Acórdão do Tribunal da Relação de Coimbra
Processo:
892/20.7T9FIG.C1
Nº Convencional: JTRC
Relator: ROSA PINTO
Descritores: IMPROCEDÊNCIA DO PEDIDO DE INDEMNIZAÇÃO CIVIL
ISENÇÃO DE CUSTAS
REFORMA DA SENTENÇA PENAL QUANTO A CUSTAS
Data do Acordão: 04/12/2023
Votação: UNANIMIDADE
Tribunal Recurso: TRIBUNAL JUDICIAL DA COMARCA DE COIMBRA - JUÍZO LOCAL CRIMINAL DA FIGUEIRA DA FOZ
Texto Integral: N
Meio Processual: RECURSO
Decisão: CONCEDIDO PROVIMENTO AO RECURSO
Legislação Nacional: ARTIGOS 4.º, N.º 1, ALÍNEA L), DO REGULAMENTO DAS CUSTAS PROCESSUAIS
ARTIGO 380.º DO CÓDIGO DE PROCESSO PENAL
ARTIGO 617.º, N.º 3, DO CÓDIGO DE PROCESSO CIVIL
Sumário: I – O artigo 380.º do Código de Processo Penal não permite a reforma da sentença quanto a custas.

II – A falta de previsão no processo penal da reforma da sentença quanto a custas não constitui uma lacuna que deva ser integrada por apelo ao artigo 4.º do Código de Processo Penal, não carecendo o artigo 380º, nº 1, alínea a), de qualquer integração.

Decisão Texto Integral:

Acordam, em conferência, na 4ª Secção, Criminal, do Tribunal da Relação de Coimbra.

        A – Relatório

1. Pela Comarca ... (Juízo Local Criminal ...), sob acusação do Ministério Público, pelo crime de violência doméstica agravado, previsto e punido pelo artigo 152º, nº 1, alíneas d) e e), nº 2, alínea a), e nºs 4, 5 e 6 do Código Penal, foi submetida a julgamento, em processo comum com intervenção de Tribunal Singular, a arguida

AA

2. O menor BB, ofendido e assistente, representado por patrona, veio deduzir pedido de indemnização civil contra a arguida, peticionando o pagamento da quantia de 5.000,00 euros, acrescida de juros vincendos até integral pagamento.

Neste pedido refere estar aqui representado pelo seu pai, CC.

3. Realizada a audiência de julgamento, foi proferida sentença, a 18.11.2022, decidindo-se:

“Nestes termos, tudo visto e ponderado, decide-se julgar a acusação pública totalmente improcedente e, consequentemente, absolver a arguida AA do crime de violência doméstica de que vinha acusada.

Mais se julga totalmente improcedente os pedidos de indemnização civil deduzido pelo assistente BB representado pelo progenitor CC, do qual vai a arguida/demandada absolvida.

Sem custas criminais.

Valor do PIC (art. 297.º do CPC): 5000€

Custas Cíveis, referente ao PIC deduzido a cargo do demandante, que vai vencido.

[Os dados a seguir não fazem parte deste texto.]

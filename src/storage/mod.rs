//! Flat-file storage layer
//!
//! This module persists records as one small file each, keyed by three fields:
//!
//! - **types**: Core data structures (Record, Schema, KeyFields)
//! - **paths**: Store layout, key values to paths and filters to glob patterns
//! - **import**: Delimited input reader
//! - **engine**: Import, schema access, and filtered scans
//! - **error**: Error types
//!
//! # Architecture
//!
//! ```text
//! Write Path:
//!   Input rows → Record → {root}/{partition}/{date}/{item} → schema file (last)
//!
//! Read Path:
//!   Filters → Glob pattern → Record files → Zip with schema → Field filters
//! ```
//!
//! # Example
//!
//! ```rust,no_run
//! use flatstore::storage::{FlatStore, StoreConfig};
//! use std::collections::HashMap;
//!
//! fn main() -> Result<(), Box<dyn std::error::Error>> {
//!     let store = FlatStore::new(StoreConfig::new("./data"))?;
//!
//!     let input = "STB|TITLE|DATE\nstb1|the matrix|2014-04-01\n";
//!     store.import_records(input.as_bytes(), true)?;
//!
//!     let mut filters = HashMap::new();
//!     filters.insert("STB".to_string(), "stb1".to_string());
//!     for record in store.iter_filtered_records(&filters)? {
//!         println!("{:?}", record?.get("TITLE"));
//!     }
//!
//!     Ok(())
//! }
//! ```

pub mod engine;
pub mod error;
pub mod import;
pub mod paths;
pub mod types;

// Re-export commonly used types
pub use engine::{FilteredRecords, FlatStore, StoreConfig};
pub use error::{StorageError, StorageResult};
pub use import::RecordReader;
pub use paths::StoreLayout;
pub use types::{KeyFields, Record, Schema};
//! Query Executor
//!
//! Runs a [`Query`] against the [`FlatStore`] and writes a delimited report:
//! 1. Scan records matching the filters
//! 2. Group by a field, seeding and folding aggregates per group
//! 3. Stable sort by the order fields (raw string values)
//! 4. Project the select list and format each value
//!
//! # Execution Pipeline
//!
//! ```text
//! Query → Validate → Scan → Group/Aggregate → Sort → Project → Report
//! ```

use crate::query::aggregate::{Aggregates, Aggregator};
use crate::query::ast::{AggregateOp, Query, SelectField};
use crate::query::coercion::CoercionTable;
use crate::query::error::{QueryError, QueryResult};
use crate::storage::{FlatStore, Record, Schema};
use std::collections::HashMap;
use std::io::Write;
use std::time::Instant;

/// Summary of a written report
#[derive(Debug, Clone, PartialEq, Eq)]
pub struct ReportStats {
    /// Output column names
    pub columns: Vec<String>,
    /// Records returned by the filtered scan
    pub records_scanned: usize,
    /// Data rows written, excluding the header
    pub rows_written: usize,
    /// Execution time in milliseconds
    pub execution_time_ms: u64,
}

/// A surviving output row: a record plus its group's aggregate values
#[derive(Debug, Clone)]
struct Row {
    record: Record,
    aggregates: Aggregates,
}

impl Row {
    fn plain(record: Record) -> Self {
        Self {
            record,
            aggregates: Aggregates::new(),
        }
    }

    /// Formatted value of an output column
    fn value(&self, column: &str, aggregator: &Aggregator<'_>) -> QueryResult<String> {
        if let Some(value) = self.aggregates.get(column) {
            return Ok(aggregator.format(column, value));
        }
        self.record
            .get(column)
            .map(str::to_string)
            .ok_or_else(|| QueryError::FieldNotFound(column.to_string()))
    }
}

/// Query executor
pub struct QueryExecutor {
    store: FlatStore,
    coercions: CoercionTable,
    output_delimiter: String,
}
//! Benchmarks for the flat-file store
//!
//! Run with: cargo bench

use criterion::{black_box, criterion_group, criterion_main, Criterion, Throughput};
use flatstore::query::{Query, QueryExecutor};
use flatstore::storage::{FlatStore, StoreConfig};
use std::collections::HashMap;
use tempfile::tempdir;

fn create_test_input(count: usize) -> String {
    let mut input = String::from("STB|TITLE|PROVIDER|DATE|REV|VIEW_TIME\n");
    for i in 0..count {
        input.push_str(&format!(
            "stb{}|title {}|provider {}|2014-04-{:02}|{}.00|{}:{:02}\n",
            i % 10,
            i,
            i % 3,
            i % 28 + 1,
            i % 20,
            i % 4,
            i % 60
        ));
    }
    input
}

fn bench_import(c: &mut Criterion) {
    let mut group = c.benchmark_group("import");
    group.sample_size(10);

    for size in [100, 1000] {
        let input = create_test_input(size);
        group.throughput(Throughput::Elements(size as u64));

        group.bench_function(format!("import_{}", size), |b| {
            let dir = tempdir().unwrap();
            let store = FlatStore::new(StoreConfig::new(dir.path().join("data"))).unwrap();
            b.iter(|| store.import_records(black_box(input.as_bytes()), true).unwrap())
        });
    }

    group.finish();
}

fn bench_query(c: &mut Criterion) {
    let mut group = c.benchmark_group("query");
    group.sample_size(10);

    let dir = tempdir().unwrap();
    let store = FlatStore::new(StoreConfig::new(dir.path().join("data"))).unwrap();
    store
        .import_records(create_test_input(1000).as_bytes(), true)
        .unwrap();

    group.bench_function("scan_key_filter", |b| {
        let mut filters = HashMap::new();
        filters.insert("STB".to_string(), "stb3".to_string());
        b.iter(|| {
            store
                .iter_filtered_records(black_box(&filters))
                .unwrap()
                .count()
        })
    });

    let executor = QueryExecutor::new(store);
    let query = Query::select(&["PROVIDER:count", "REV:sum", "VIEW_TIME:max", "STB:collect"])
        .group_by("PROVIDER")
        .order_by(&["PROVIDER"])
        .build()
        .unwrap();

    group.bench_function("group_aggregate_1000", |b| {
        b.iter(|| executor.query_to_string(black_box(&query)).unwrap())
    });

    group.finish();
}

criterion_group!(benches, bench_import, bench_query);
criterion_main!(benches);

Oportunamente cumpra-se o art. 15.º n.º 2 do RCP.

…”.

4. Inconformado com a douta sentença, veio o assistente BB interpor recurso da mesma, terminando a motivação com as seguintes conclusões:

        

“A) Nos presentes autos veio a Arguida AA acusada da prática de um crime de violência doméstica agravado (p. e p. pelo art. 152.º n.º 1 al. d) e e) n.º 2 al. a) e n.º 4, 5 e 6 do Código Penal), contra o seu filho menor: o aqui Assistente BB, o qual deduziu pedido de indemnização civil e foi vencido, atenta a absolvição da Arguida.

B) O Assistente menor foi representado nos presentes autos por Il. Patrona Oficiosa, conforme determinado pelo douto despacho datado de 07/01/2022, proferido pelo Juízo de Instrução Criminal ... – Juiz ..., que declarou o Assistente uma vítima especialmente vulnerável e deferiu a sua tomada de declarações para memória futura.

C) Ao consignar que «O ofendido/assistente BB, representado pelo seu pai, CC, veio deduzir pedido de indemnização civil» e ao dispor que «Custas Cíveis, referente ao PIC deduzido a cargo do demandante, que vai vencido. Oportunamente cumpra-se o art. 15.º n.º 2 do RCP.» a douta Sentença recorrida violou, nomeadamente, o disposto no artigo 4º, n.º 1, al. l) do Regulamento das Custas Processuais, pelo que deve, nessa parte, ser revogada.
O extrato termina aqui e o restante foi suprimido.